The 2.7-Mb major pseudoautosomal region (PAR1) on the short arms of the human X and Y chromosomes plays a critical role in meiotic sex chromosome segregation and male fertility and has been regarded as evolutionarily stable. However, some European Y chromosomes belonging to Y haplogroups (Y-Hgs) R1b and I2a carry an ∼115-kb extension (ePAR [extended PAR]) arising from X-Y non-allelic homologous recombination (NAHR).
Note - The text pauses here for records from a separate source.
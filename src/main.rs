mod app;
mod cli;

fn main() {
    // Bare invocation opens the form; anything else is the command line
    if std::env::args_os().len() > 1 {
        app::run(cli::parse());
    } else {
        app::run_interactive();
    }
}
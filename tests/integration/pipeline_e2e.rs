// End-to-end pipeline runs against a scripted engine

use crate::common::fakes::arg_after;
use crate::common::{FakeLocator, FakeRunner, Scripted, gopro_probe_stderr};
use std::fs;
use std::sync::Arc;
use stereoscoper::engine::{EncodeProgress, JobParams, Processor, StereoError};
use tempfile::TempDir;

fn processor(runner: Arc<FakeRunner>) -> Processor {
    Processor::new(&FakeLocator::found("/opt/ffmpeg/bin/ffmpeg"))
        .unwrap()
        .with_runner(runner)
}

fn input_file(dir: &TempDir) -> std::path::PathBuf {
    let input = dir.path().join("GS010012.360");
    fs::write(&input, b"fisheye").unwrap();
    input
}

#[test]
fn test_two_lens_streams_default_ipd() {
    let dir = TempDir::new().unwrap();
    let input = input_file(&dir);
    let output = dir.path().join("out").join("GS010012_sbs.mp4");

    let runner = Arc::new(FakeRunner::new(vec![
        Scripted::Stderr(gopro_probe_stderr()),
        Scripted::encode_ok(b"stereo"),
    ]));
    let processor = processor(Arc::clone(&runner));

    let mut updates: Vec<EncodeProgress> = Vec::new();
    let report = processor
        .process(&JobParams::new(&input, &output, 64.0), &mut |p| updates.push(p))
        .unwrap();

    // Probe then one encode
    let calls = runner.calls();
    assert_eq!(calls.len(), 2);
    assert_eq!(calls[0][0], "/opt/ffmpeg/bin/ffmpeg");
    assert_eq!(arg_after(&calls[0], "-i"), Some(input.to_str().unwrap()));

    let graph = arg_after(&calls[1], "-filter_complex").unwrap();
    let front = graph.find("[0:0]").unwrap();
    let back = graph.find("[0:5]").unwrap();
    assert!(front < back);
    assert!(graph.contains("yaw=-6.4:h_flip=1[left]"));
    assert!(graph.contains("yaw=6.4:h_flip=1[right]"));
    assert_eq!(arg_after(&calls[1], "-c:v"), Some("h264_nvenc"));

    // Staged then moved into place
    assert_eq!(fs::read(&output).unwrap(), b"stereo");
    assert!(!dir.path().join("out").join("GS010012_sbs.partial.mp4").exists());
    assert_eq!(report.output_path, output);
    assert_eq!(report.config, "nvenc");
    assert!(report.streams.detected);

    let sidecar = fs::read_to_string(&report.sidecar_path).unwrap();
    assert_eq!(report.sidecar_path, dir.path().join("out").join("GS010012_sbs.json"));
    assert!(sidecar.contains("\"IPD\": 64.0"));
    assert!(sidecar.contains("\"Format\": \"360_TB\""));
    assert!(sidecar.contains("\"Layout\": \"top-bottom\""));

    // 10s at 30 fps -> 300 frames
    assert_eq!(updates.len(), 2);
    assert_eq!(updates[0].total_frames, Some(300));
    assert!((updates[0].progress_pct - 50.0).abs() < 1e-9);
    assert_eq!(updates[1].progress_pct, 100.0);
    assert_eq!(updates[1].config, "nvenc");
}

#[test]
fn test_missing_input_never_invokes_engine() {
    let dir = TempDir::new().unwrap();
    let runner = Arc::new(FakeRunner::new(vec![]));
    let processor = processor(Arc::clone(&runner));

    let params = JobParams::new(
        dir.path().join("missing.360"),
        dir.path().join("out.mp4"),
        64.0,
    );
    let err = processor.process(&params, &mut |_| {}).unwrap_err();

    assert!(matches!(err, StereoError::InputNotFound(ref p) if p.ends_with("missing.360")));
    assert!(runner.calls().is_empty());
    assert!(!dir.path().join("out.json").exists());
}

#[test]
fn test_directory_input_is_not_a_file() {
    let dir = TempDir::new().unwrap();
    let runner = Arc::new(FakeRunner::new(vec![]));
    let processor = processor(Arc::clone(&runner));

    let params = JobParams::new(dir.path(), dir.path().join("out.mp4"), 64.0);
    let err = processor.process(&params, &mut |_| {}).unwrap_err();

    assert!(matches!(err, StereoError::InputNotFound(_)));
    assert!(runner.calls().is_empty());
}

#[test]
fn test_engine_absent_fails_construction() {
    let err = Processor::new(&FakeLocator::missing()).unwrap_err();
    assert!(matches!(err, StereoError::EngineNotFound { .. }));
}

#[test]
fn test_probe_without_lens_streams_uses_defaults() {
    let dir = TempDir::new().unwrap();
    let input = input_file(&dir);
    let output = dir.path().join("out.mp4");

    let runner = Arc::new(FakeRunner::new(vec![
        Scripted::Stderr("Stream #0:0: Video: h264, 1920x1080, 30 fps\n".to_string()),
        Scripted::encode_ok(b"stereo"),
    ]));
    let report = processor(Arc::clone(&runner))
        .process(&JobParams::new(&input, &output, 64.0), &mut |_| {})
        .unwrap();

    assert!(!report.streams.detected);
    let graph = arg_after(&runner.encode_calls()[0], "-filter_complex")
        .unwrap()
        .to_string();
    assert!(graph.starts_with("[0:0]format=yuvj420p[front];[0:5]format=yuvj420p[back]"));
}

#[test]
fn test_probe_spawn_error_still_encodes() {
    let dir = TempDir::new().unwrap();
    let input = input_file(&dir);
    let output = dir.path().join("out.mp4");

    let runner = Arc::new(FakeRunner::new(vec![
        Scripted::SpawnError,
        Scripted::encode_ok(b"stereo"),
    ]));
    let report = processor(Arc::clone(&runner))
        .process(&JobParams::new(&input, &output, 64.0), &mut |_| {})
        .unwrap();

    assert_eq!(report.config, "nvenc");
    assert!(output.exists());
}

#[test]
fn test_sidecar_identical_across_runs_except_ipd() {
    let dir = TempDir::new().unwrap();
    let input = input_file(&dir);

    let run = |name: &str, ipd: f64| {
        let runner = Arc::new(FakeRunner::new(vec![
            Scripted::Stderr(gopro_probe_stderr()),
            Scripted::encode_ok(b"stereo"),
        ]));
        let report = processor(runner)
            .process(&JobParams::new(&input, dir.path().join(name), ipd), &mut |_| {})
            .unwrap();
        fs::read_to_string(report.sidecar_path).unwrap()
    };

    let first = run("a.mp4", 64.0);
    let second = run("b.mp4", 64.0);
    let third = run("c.mp4", 58.5);

    assert_eq!(first, second);
    assert_eq!(
        first.replace("\"IPD\": 64.0", "\"IPD\": 58.5"),
        third
    );
}

#[test]
fn test_dry_run_lists_every_configuration() {
    let dir = TempDir::new().unwrap();
    let input = input_file(&dir);
    let output = dir.path().join("out.mp4");

    let runner = Arc::new(FakeRunner::new(vec![Scripted::Stderr(gopro_probe_stderr())]));
    let commands = processor(Arc::clone(&runner))
        .dry_run(&JobParams::new(&input, &output, 64.0))
        .unwrap();

    assert_eq!(commands.len(), 2);
    // Only the probe ran
    assert_eq!(runner.calls().len(), 1);
    assert!(!output.exists());
}
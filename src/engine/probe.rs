// Input probing by reading `ffmpeg -i` diagnostics

use std::fmt;
use std::path::Path;
use std::process::Command;
use tracing::{info, warn};

use super::ffmpeg_info::{CommandRunner, Engine};

/// Front lens substream used when the probe can't tell (GoPro MAX layout)
pub const DEFAULT_FRONT_STREAM: &str = "0:0";
/// Back lens substream used when the probe can't tell
pub const DEFAULT_BACK_STREAM: &str = "0:5";

const STREAM_MARKER: &str = "Stream #";
const HEVC_MARKER: &str = "Video: hevc";

/// A decodable substream, `input:index` as printed by ffmpeg
#[derive(Debug, Clone, PartialEq, Eq, Hash)]
pub struct StreamId(String);

impl StreamId {
    pub fn new(id: impl Into<String>) -> Self {
        Self(id.into())
    }

    pub fn as_str(&self) -> &str {
        &self.0
    }
}

impl fmt::Display for StreamId {
    fn fmt(&self, f: &mut fmt::Formatter<'_>) -> fmt::Result {
        f.write_str(&self.0)
    }
}

/// Front and back lens streams
///
/// Detection takes the first two HEVC video streams in the order ffmpeg
/// lists them and assumes front comes first. Files that reorder or
/// interleave their lenses will get swapped eyes; nothing here can tell.
#[derive(Debug, Clone, PartialEq, Eq)]
pub struct StreamPair {
    pub front: StreamId,
    pub back: StreamId,
    /// False when the hardcoded defaults were substituted
    pub detected: bool,
}

impl StreamPair {
    pub fn defaults() -> Self {
        Self {
            front: StreamId::new(DEFAULT_FRONT_STREAM),
            back: StreamId::new(DEFAULT_BACK_STREAM),
            detected: false,
        }
    }

    /// First two candidates, or the defaults when there are fewer than two
    pub fn from_candidates(candidates: Vec<StreamId>) -> Self {
        let mut iter = candidates.into_iter();
        match (iter.next(), iter.next()) {
            (Some(front), Some(back)) => Self {
                front,
                back,
                detected: true,
            },
            _ => Self::defaults(),
        }
    }
}

/// Everything learned from one probe run
#[derive(Debug, Clone, PartialEq)]
pub struct ProbeReport {
    pub streams: StreamPair,
    pub duration_s: Option<f64>,
    /// Frame rate of the front stream
    pub fps: Option<f64>,
}

impl Default for ProbeReport {
    fn default() -> Self {
        Self {
            streams: StreamPair::defaults(),
            duration_s: None,
            fps: None,
        }
    }
}

impl ProbeReport {
    /// Expected output frame count, when both duration and rate are known
    pub fn total_frames(&self) -> Option<u64> {
        match (self.duration_s, self.fps) {
            (Some(d), Some(f)) if d > 0.0 && f > 0.0 => Some((d * f).round() as u64),
            _ => None,
        }
    }
}

pub fn build_probe_cmd(engine: &Engine, input: &Path) -> Command {
    let mut cmd = engine.command();
    cmd.arg("-i").arg(input);
    cmd
}

/// Probe `input` for its lens streams. Never fails: any problem degrades to
/// the default stream pair.
pub fn probe_streams(engine: &Engine, runner: &dyn CommandRunner, input: &Path) -> ProbeReport {
    // No output target, so ffmpeg always exits non-zero here; only stderr matters
    let output = match runner.run(build_probe_cmd(engine, input), &mut |_| {}) {
        Ok(output) => output,
        Err(e) => {
            warn!("File probe failed: {}", e);
            warn!(
                "Falling back to default streams {} and {}",
                DEFAULT_FRONT_STREAM, DEFAULT_BACK_STREAM
            );
            return ProbeReport::default();
        }
    };

    info!("File probe result: {}", output.stderr);

    let report = parse_probe_output(&output.stderr);
    if report.streams.detected {
        info!(
            "Using front stream: {}, back stream: {}",
            report.streams.front, report.streams.back
        );
    } else {
        warn!(
            "Could not find both front and back video streams; falling back to {} and {}",
            DEFAULT_FRONT_STREAM, DEFAULT_BACK_STREAM
        );
    }
    report
}

/// Parse the whole stderr of `ffmpeg -i`
pub fn parse_probe_output(stderr: &str) -> ProbeReport {
    let video_lines: Vec<&str> = stderr.lines().filter(|l| is_video_stream_line(l)).collect();

    let candidates = video_lines
        .iter()
        .filter_map(|l| parse_stream_id(l))
        .collect::<Vec<_>>();
    let streams = StreamPair::from_candidates(candidates);

    let fps = if streams.detected {
        video_lines.first().and_then(|l| parse_stream_fps(l))
    } else {
        None
    };

    ProbeReport {
        streams,
        duration_s: parse_duration(stderr),
        fps,
    }
}

fn is_video_stream_line(line: &str) -> bool {
    line.contains(STREAM_MARKER) && line.contains(HEVC_MARKER)
}

/// `Stream #0:5[0x6](und): Video: ...` -> `0:5`
fn parse_stream_id(line: &str) -> Option<StreamId> {
    let (_, rest) = line.split_once(STREAM_MARKER)?;
    let id: String = rest
        .chars()
        .take_while(|c| c.is_ascii_digit() || *c == ':')
        .collect();
    let id = id.trim_end_matches(':');

    if id.is_empty() {
        None
    } else {
        Some(StreamId::new(id))
    }
}

/// `Duration: 00:01:23.45, start: ...` -> 83.45
pub fn parse_duration(stderr: &str) -> Option<f64> {
    let line = stderr.lines().find(|l| l.contains("Duration:"))?;
    let (_, rest) = line.split_once("Duration:")?;
    let stamp = rest.split(',').next()?.trim();
    parse_timestamp(stamp)
}

fn parse_timestamp(stamp: &str) -> Option<f64> {
    let mut parts = stamp.split(':');
    let hours: f64 = parts.next()?.parse().ok()?;
    let minutes: f64 = parts.next()?.parse().ok()?;
    let seconds: f64 = parts.next()?.parse().ok()?;
    if parts.next().is_some() {
        return None;
    }
    Some(hours * 3600.0 + minutes * 60.0 + seconds)
}

fn parse_stream_fps(line: &str) -> Option<f64> {
    line.split(',')
        .map(str::trim)
        .find_map(|field| field.strip_suffix(" fps"))
        .and_then(|n| n.trim().parse::<f64>().ok())
        .filter(|f| *f > 0.0)
}
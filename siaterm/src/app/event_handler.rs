//! # Event Handler
//!
//! Reference reducer: applies each [`StateUpdate`] to a [`WalletState`].
//! A real UI store would replace this with its own reducers; the mapping is
//! one event to one field group, no fan-out.

use crate::app::events::StateUpdate;
use crate::app::state::{NewWalletSeed, Notification, WalletState};

/// Apply one state update.
pub fn apply_event(state: &mut WalletState, event: StateUpdate) {
    match event {
        StateUpdate::SetLocked => state.unlocked = false,
        StateUpdate::SetUnlocked => state.unlocked = true,
        StateUpdate::SetEncrypted => state.encrypted = true,
        StateUpdate::SetUnencrypted => state.encrypted = false,
        StateUpdate::SetBalance {
            confirmed,
            unconfirmed,
            siafund_balance,
        } => {
            state.confirmed_balance = confirmed;
            state.unconfirmed_delta = unconfirmed;
            state.siafund_balance = siafund_balance;
        }
        StateUpdate::SetTransactions(transactions) => state.transactions = transactions,
        StateUpdate::SetReceiveAddress(address) => state.receive_address = address,
        StateUpdate::ShowReceivePrompt => state.show_receive_prompt = true,
        StateUpdate::ShowNewWalletDialog { seed, seed_confirm } => {
            state.new_wallet_seed = Some(NewWalletSeed { seed, seed_confirm });
        }
        StateUpdate::DismissNewWalletDialog => state.new_wallet_seed = None,
        StateUpdate::SetSyncState(synced) => state.synced = synced,
        StateUpdate::CloseSendPrompt => state.show_send_prompt = false,
        StateUpdate::SetSendAmount(amount) => state.send_amount = amount,
        StateUpdate::SetSendAddress(address) => state.send_address = address,
        StateUpdate::SetUnlockPassword(password) => state.unlock_password = password,
        StateUpdate::WalletUnlockError(message) => state.unlock_error = Some(message),
        StateUpdate::Notification { title, message } => {
            state.notification = Some(Notification { title, message });
        }
    }
}

#[cfg(test)]
mod tests {
    use super::*;

    #[test]
    fn test_lock_status_updates() {
        let mut state = WalletState::default();
        apply_event(&mut state, StateUpdate::SetUnlocked);
        apply_event(&mut state, StateUpdate::SetEncrypted);
        assert!(state.unlocked);
        assert!(state.encrypted);

        apply_event(&mut state, StateUpdate::SetLocked);
        assert!(!state.unlocked);
        assert!(state.encrypted);
    }

    #[test]
    fn test_balance_update() {
        let mut state = WalletState::default();
        apply_event(
            &mut state,
            StateUpdate::SetBalance {
                confirmed: "2500.00".to_string(),
                unconfirmed: "-1.25".to_string(),
                siafund_balance: 10,
            },
        );
        assert_eq!(state.confirmed_balance, "2500.00");
        assert_eq!(state.unconfirmed_delta, "-1.25");
        assert_eq!(state.siafund_balance, 10);
    }

    #[test]
    fn test_new_wallet_dialog_lifecycle() {
        let mut state = WalletState::default();
        apply_event(
            &mut state,
            StateUpdate::ShowNewWalletDialog {
                seed: "salad plate ...".to_string(),
                seed_confirm: "salad plate ...".to_string(),
            },
        );
        let seed = state.new_wallet_seed.as_ref().unwrap();
        assert_eq!(seed.seed, seed.seed_confirm);

        apply_event(&mut state, StateUpdate::DismissNewWalletDialog);
        assert!(state.new_wallet_seed.is_none());
    }

    #[test]
    fn test_send_prompt_fields() {
        let mut state = WalletState {
            show_send_prompt: true,
            send_amount: "2.5".to_string(),
            send_address: "addr".to_string(),
            ..WalletState::default()
        };
        apply_event(&mut state, StateUpdate::CloseSendPrompt);
        apply_event(&mut state, StateUpdate::SetSendAmount(String::new()));
        apply_event(&mut state, StateUpdate::SetSendAddress(String::new()));
        assert!(!state.show_send_prompt);
        assert!(state.send_amount.is_empty());
        assert!(state.send_address.is_empty());
    }

    #[test]
    fn test_unlock_error_is_inline_not_notification() {
        let mut state = WalletState::default();
        apply_event(
            &mut state,
            StateUpdate::WalletUnlockError("provided encryption key is incorrect".to_string()),
        );
        assert!(state.unlock_error.is_some());
        assert!(state.notification.is_none());
    }
}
To investigate the diversity, history, and dynamics of ePAR formation, we screened for its presence, and that of the predicted reciprocal X chromosome deletion, among ∼218,300 46,XY males of the UK Biobank (UKB), a cohort associated with longitudinal clinical data. The UKB incidence of ePAR is ∼0.77%, and that of the deletion is ∼0.02%. We found that Y-Hg I2a sub-lineages accounted for nearly 90% of ePAR cases but, by Y haplotyping and breakpoint sequencing, determined that, in total, there have been at least 18 independent ePAR origins, associated with nine different Y-Hgs. We found examples of ePAR linked to Y-Hg K among men of self-declared Pakistani ancestry and Y-Hg E1, typical of men with African ancestry, showing that ePAR is not restricted to Europeans. ePAR formation is likely random, with high frequencies in some Y-Hgs arising through drift and male-mediated expansions. Sequencing recombination junction fragments identified likely reciprocal events, and the heterogeneity of ePAR and X-deletion junctions highlighted the recurrent nature of the NAHR events. A phenome-wide association study revealed an association between ePAR and elevated levels of circulating IGF-1 as well as musculoskeletal phenotypes.